SUBANG - Pemerintah melalui Kementerian Haji dan Umrah (Kemenhaj Subang) menerapkan aturan baru terkait kesempatan masyarakat yang ingin kembali menunaikan ibadah haji setelah sebelumnya telah berangkat.
Dalam regulasi tersebut, jemaah yang sudah pernah berhaji harus menunggu selama 18 tahun sebelum dapat melakukan pendaftaran kembali.
Kasi Bina dan Pelayanan Haji dan Umrah Kabupaten Subang, Maman Sulaeman, mengatakan kebijakan tersebut diterapkan sebagai upaya pemerataan kesempatan bagi masyarakat yang belum pernah menunaikan ibadah haji.

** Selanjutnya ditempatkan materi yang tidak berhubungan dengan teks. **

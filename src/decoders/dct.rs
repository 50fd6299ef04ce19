//! DCTDecode (JPEG) implementation.
//!
//! This is a pass-through decoder for JPEG data. JPEG images are already
//! in final compressed format, so we just return them unchanged.
//! Actual JPEG decoding will be handled in Phase 5 (image extraction).

use crate::decoders::StreamDecoder;
use crate::error::Result;

/// DCTDecode filter implementation.
///
/// Pass-through for JPEG data - no actual decoding performed.
/// JPEG images are kept in their compressed format for later extraction.
pub struct DctDecoder;

impl StreamDecoder for DctDecoder {
    fn decode(&self, input: &[u8]) -> Result<Vec<u8>> {
        // JPEG data is already in final format.
        // Just return it unchanged for now.
        // Phase 5 will handle actual image extraction/decoding.
        Ok(input.to_vec())
    }

    fn name(&self) -> &str {
        "DCTDecode"
    }
}

#[cfg(test)]
mod tests {
    use super::*;

    #[test]
    fn test_dct_decode_passthrough() {
        let decoder = DctDecoder;
        let jpeg_data = b"\xFF\xD8\xFF\xE0\x00\x10JFIF"; // JPEG header
        let output = decoder.decode(jpeg_data).unwrap();
        assert_eq!(output, jpeg_data);
    }

    #[test]
    fn test_dct_decode_empty() {
        let decoder = DctDecoder;
        let input = b"";
        let output = decoder.decode(input).unwrap();
        assert_eq!(output, b"");
    }

    #[test]
    fn test_dct_decoder_name() {
        let decoder = DctDecoder;
        assert_eq!(decoder.name(), "DCTDecode");
    }
}
//! # The Cook Function
//!
//! [`Recipe`] is the seam between the generic [`WorkerPool`](crate::framework::WorkerPool)
//! and whatever "cooking" means. The pool owns the order lifecycle (start, finish,
//! publish, abandon on shutdown); a recipe only supplies the preparation itself.
//!
//! The production recipe is [`MenuRecipe`](crate::kitchen::MenuRecipe). Tests plug
//! in the instrumented recipes from [`mock`](crate::framework::mock).

use crate::model::Order;
use async_trait::async_trait;

#[async_trait]
pub trait Recipe: Send + Sync + 'static {
    /// Prepares `order`, which is already in the `Cooking` state.
    ///
    /// The pool races this future against its shutdown token, so an
    /// implementation only needs to be cancel-safe, not cancellation-aware.
    async fn prepare(&self, order: &Order);
}
//! Concurrency building blocks of the kitchen.
//!
//! These types know nothing about waiters or menus; they only move [`Order`](crate::model::Order)
//! values around safely.
//!
//! # Main Components
//!
//! - [`BoundedWorkQueue`] - Fixed-capacity FIFO with backpressure between waiters and the dispatcher
//! - [`CompletionStore`] - Concurrent pass where finished orders wait for pickup
//! - [`WorkerPool`] - Fixed crew of chefs cooking one order each, with graceful-then-forced shutdown
//! - [`Recipe`] - The cook function the pool runs for every order
//! - [`QueueError`], [`PoolError`] - Shutdown-related errors
//!
//! # Testing
//!
//! See [`mock`] for instrumented recipes.

pub mod error;
pub mod mock;
pub mod pool;
pub mod queue;
pub mod recipe;
pub mod store;

pub use error::*;
pub use pool::*;
pub use queue::*;
pub use recipe::*;
pub use store::*;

Menurutnya, tingginya jumlah calon jemaah yang masuk dalam daftar tunggu membuat pemerintah perlu mengatur mekanisme keberangkatan agar masyarakat yang belum pernah berhaji memiliki peluang lebih besar untuk mendapatkan porsi keberangkatan.
“Sekarang bagi jemaah yang sudah pernah haji dan ingin mendaftar kembali ada jeda waktu 18 tahun. Jadi setelah berangkat haji, mereka harus menunggu terlebih dahulu sebelum bisa melakukan pendaftaran berikutnya,” ujarnya kepada Pasundan Ekspres saat ditemui diruang kerja, Kamis (23/7/2026).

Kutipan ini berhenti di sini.